| Input data |
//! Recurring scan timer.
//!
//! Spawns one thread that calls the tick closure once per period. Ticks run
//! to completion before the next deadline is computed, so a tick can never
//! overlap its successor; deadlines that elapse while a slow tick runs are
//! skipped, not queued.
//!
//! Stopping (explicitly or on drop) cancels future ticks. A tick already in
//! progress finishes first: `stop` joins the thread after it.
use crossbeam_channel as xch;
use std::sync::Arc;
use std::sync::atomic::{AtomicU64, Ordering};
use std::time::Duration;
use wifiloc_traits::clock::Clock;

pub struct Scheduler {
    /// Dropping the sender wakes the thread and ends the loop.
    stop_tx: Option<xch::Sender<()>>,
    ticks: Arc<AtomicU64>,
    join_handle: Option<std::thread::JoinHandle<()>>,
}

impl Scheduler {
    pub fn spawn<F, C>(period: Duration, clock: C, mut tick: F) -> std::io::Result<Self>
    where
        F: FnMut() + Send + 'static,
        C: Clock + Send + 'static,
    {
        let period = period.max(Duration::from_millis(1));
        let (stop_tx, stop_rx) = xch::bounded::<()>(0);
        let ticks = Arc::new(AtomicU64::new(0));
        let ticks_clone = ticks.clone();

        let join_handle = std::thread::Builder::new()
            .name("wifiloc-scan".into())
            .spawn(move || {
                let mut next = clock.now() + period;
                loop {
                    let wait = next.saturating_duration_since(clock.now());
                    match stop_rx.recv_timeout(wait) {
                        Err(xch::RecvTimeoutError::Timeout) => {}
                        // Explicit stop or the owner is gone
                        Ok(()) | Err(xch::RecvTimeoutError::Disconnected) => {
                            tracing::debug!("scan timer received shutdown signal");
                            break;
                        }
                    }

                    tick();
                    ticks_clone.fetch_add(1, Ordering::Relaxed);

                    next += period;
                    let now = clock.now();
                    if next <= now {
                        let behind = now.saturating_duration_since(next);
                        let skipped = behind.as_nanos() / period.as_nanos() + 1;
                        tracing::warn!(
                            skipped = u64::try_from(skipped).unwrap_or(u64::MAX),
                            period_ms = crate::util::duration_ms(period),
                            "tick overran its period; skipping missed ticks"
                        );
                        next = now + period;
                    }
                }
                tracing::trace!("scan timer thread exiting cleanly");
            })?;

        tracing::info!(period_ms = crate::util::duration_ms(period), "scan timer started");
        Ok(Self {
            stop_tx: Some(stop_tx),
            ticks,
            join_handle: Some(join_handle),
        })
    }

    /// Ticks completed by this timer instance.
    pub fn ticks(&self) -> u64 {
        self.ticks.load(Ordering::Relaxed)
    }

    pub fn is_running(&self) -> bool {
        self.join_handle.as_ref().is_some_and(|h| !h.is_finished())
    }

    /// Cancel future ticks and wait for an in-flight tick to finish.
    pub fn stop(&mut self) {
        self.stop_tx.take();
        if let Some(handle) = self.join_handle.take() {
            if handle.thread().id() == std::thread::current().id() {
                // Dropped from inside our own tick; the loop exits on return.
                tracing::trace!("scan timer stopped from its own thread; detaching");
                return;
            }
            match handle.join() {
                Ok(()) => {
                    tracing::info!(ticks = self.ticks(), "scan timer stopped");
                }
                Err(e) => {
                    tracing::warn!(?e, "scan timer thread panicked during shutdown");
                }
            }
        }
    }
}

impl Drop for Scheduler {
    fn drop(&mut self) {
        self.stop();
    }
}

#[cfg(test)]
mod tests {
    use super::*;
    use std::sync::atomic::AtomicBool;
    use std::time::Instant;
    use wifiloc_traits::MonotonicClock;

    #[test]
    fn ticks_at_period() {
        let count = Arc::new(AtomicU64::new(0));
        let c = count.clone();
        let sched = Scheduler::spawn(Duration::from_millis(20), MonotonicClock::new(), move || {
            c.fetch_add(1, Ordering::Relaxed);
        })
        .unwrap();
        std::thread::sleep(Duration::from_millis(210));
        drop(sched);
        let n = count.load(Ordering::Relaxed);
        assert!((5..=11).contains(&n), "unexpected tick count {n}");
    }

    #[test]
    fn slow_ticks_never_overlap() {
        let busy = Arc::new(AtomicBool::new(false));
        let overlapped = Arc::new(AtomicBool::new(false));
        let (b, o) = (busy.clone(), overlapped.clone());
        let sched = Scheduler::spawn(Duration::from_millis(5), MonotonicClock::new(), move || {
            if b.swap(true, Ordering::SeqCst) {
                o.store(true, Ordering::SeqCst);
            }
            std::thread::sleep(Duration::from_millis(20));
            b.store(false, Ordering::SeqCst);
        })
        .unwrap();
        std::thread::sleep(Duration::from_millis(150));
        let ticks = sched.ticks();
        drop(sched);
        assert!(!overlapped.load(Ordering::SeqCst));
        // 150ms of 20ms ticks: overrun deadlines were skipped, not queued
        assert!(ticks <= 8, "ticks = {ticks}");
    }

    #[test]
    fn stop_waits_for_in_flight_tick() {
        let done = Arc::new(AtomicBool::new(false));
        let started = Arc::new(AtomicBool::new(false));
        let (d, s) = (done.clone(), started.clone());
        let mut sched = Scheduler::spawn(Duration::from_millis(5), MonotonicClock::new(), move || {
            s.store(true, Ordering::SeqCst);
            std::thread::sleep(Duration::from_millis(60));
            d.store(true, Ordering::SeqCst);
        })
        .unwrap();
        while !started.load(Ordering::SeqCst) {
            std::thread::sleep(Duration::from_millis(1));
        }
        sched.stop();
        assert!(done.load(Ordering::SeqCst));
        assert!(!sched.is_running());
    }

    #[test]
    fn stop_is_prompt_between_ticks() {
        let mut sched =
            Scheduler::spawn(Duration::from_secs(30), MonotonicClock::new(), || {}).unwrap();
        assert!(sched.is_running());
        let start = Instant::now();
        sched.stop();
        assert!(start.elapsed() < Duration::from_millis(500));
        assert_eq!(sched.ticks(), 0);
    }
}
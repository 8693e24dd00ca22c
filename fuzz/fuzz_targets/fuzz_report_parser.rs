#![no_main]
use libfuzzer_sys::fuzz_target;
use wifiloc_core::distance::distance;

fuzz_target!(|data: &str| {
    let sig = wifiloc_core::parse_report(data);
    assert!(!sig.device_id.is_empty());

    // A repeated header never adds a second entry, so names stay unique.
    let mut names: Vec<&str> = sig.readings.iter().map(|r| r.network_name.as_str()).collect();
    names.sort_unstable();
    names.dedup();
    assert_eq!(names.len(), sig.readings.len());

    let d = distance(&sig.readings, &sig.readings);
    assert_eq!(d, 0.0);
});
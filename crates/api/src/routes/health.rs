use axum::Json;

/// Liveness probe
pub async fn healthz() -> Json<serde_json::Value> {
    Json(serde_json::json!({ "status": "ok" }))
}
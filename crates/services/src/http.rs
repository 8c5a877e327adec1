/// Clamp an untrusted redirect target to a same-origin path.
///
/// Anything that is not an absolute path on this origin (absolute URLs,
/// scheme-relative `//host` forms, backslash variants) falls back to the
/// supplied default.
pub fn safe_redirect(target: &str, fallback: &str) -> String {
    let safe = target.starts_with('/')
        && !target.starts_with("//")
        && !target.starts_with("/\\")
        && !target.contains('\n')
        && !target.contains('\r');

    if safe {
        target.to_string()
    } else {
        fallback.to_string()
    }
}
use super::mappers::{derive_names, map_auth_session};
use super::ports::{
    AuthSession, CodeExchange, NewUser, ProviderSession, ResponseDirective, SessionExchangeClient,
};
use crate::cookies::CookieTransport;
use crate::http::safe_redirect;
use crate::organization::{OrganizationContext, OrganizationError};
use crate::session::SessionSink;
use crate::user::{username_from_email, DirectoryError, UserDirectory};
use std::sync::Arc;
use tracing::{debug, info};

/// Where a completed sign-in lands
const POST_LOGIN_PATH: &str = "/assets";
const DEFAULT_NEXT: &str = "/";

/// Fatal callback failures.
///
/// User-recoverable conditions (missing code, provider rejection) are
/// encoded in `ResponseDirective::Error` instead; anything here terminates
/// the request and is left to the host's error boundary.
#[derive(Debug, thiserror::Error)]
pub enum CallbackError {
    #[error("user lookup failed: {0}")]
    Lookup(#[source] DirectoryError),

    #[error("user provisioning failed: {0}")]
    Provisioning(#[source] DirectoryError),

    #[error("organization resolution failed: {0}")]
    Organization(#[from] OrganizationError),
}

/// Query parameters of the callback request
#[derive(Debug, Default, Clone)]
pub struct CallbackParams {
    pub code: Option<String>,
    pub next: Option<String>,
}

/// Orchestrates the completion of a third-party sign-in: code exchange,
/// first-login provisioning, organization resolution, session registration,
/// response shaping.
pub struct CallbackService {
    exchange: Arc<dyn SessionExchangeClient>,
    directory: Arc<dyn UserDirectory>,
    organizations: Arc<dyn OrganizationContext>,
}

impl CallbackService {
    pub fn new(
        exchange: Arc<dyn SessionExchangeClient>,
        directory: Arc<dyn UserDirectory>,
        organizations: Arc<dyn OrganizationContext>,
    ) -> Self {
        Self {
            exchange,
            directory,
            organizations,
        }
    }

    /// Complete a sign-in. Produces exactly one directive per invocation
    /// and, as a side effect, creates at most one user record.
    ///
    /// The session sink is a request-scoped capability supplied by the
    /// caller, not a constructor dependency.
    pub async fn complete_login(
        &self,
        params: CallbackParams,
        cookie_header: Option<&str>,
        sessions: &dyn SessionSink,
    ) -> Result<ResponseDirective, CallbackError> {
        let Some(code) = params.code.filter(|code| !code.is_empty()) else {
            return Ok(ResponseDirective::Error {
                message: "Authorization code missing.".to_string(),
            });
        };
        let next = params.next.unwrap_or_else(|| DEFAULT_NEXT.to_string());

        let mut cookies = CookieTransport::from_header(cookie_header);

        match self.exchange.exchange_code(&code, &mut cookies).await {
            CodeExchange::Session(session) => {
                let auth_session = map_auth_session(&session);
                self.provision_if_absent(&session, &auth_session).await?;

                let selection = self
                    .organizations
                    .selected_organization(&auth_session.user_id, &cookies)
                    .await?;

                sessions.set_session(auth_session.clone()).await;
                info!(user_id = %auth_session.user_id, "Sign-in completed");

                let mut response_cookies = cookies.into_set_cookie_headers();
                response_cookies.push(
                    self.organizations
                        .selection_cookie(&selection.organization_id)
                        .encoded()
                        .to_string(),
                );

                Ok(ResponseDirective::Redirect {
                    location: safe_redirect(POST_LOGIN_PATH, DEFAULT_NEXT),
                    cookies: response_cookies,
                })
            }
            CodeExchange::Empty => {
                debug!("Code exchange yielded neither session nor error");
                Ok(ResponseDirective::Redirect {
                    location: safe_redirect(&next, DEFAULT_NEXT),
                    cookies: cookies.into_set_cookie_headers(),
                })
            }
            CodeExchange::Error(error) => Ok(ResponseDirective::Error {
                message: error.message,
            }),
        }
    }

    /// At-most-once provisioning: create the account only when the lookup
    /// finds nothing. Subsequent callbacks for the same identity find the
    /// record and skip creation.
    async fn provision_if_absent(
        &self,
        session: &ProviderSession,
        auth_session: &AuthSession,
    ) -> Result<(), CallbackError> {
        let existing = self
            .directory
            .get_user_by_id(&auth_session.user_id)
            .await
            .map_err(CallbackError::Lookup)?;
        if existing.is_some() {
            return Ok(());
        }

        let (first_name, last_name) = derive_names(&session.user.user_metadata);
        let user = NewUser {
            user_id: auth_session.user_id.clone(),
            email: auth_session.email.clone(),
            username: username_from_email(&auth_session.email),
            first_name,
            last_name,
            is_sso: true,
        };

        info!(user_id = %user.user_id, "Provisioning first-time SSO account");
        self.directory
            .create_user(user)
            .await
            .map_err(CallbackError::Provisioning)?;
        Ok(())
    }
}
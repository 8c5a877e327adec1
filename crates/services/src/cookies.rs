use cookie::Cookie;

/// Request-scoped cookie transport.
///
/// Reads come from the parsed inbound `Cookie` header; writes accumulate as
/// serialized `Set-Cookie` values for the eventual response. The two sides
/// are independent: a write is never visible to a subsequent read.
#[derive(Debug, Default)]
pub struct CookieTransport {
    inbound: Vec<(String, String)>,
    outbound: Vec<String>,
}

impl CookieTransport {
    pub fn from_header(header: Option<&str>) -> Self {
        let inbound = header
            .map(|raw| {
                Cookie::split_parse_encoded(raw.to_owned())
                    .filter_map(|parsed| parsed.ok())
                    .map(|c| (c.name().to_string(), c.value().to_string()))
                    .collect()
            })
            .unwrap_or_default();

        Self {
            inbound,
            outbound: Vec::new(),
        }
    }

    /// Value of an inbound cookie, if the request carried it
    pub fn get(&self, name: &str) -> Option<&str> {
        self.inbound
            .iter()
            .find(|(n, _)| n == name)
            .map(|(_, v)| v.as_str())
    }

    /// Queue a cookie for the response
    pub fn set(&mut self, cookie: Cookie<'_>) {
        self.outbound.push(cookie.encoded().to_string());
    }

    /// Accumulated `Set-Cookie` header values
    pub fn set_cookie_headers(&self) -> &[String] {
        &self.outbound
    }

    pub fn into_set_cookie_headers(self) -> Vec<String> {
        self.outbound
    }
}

| Problem description |
Gather from the data above every line with the string "super".

| Response |
    use super::*;
use super::mappers::{derive_names, map_auth_session};
use super::ports::{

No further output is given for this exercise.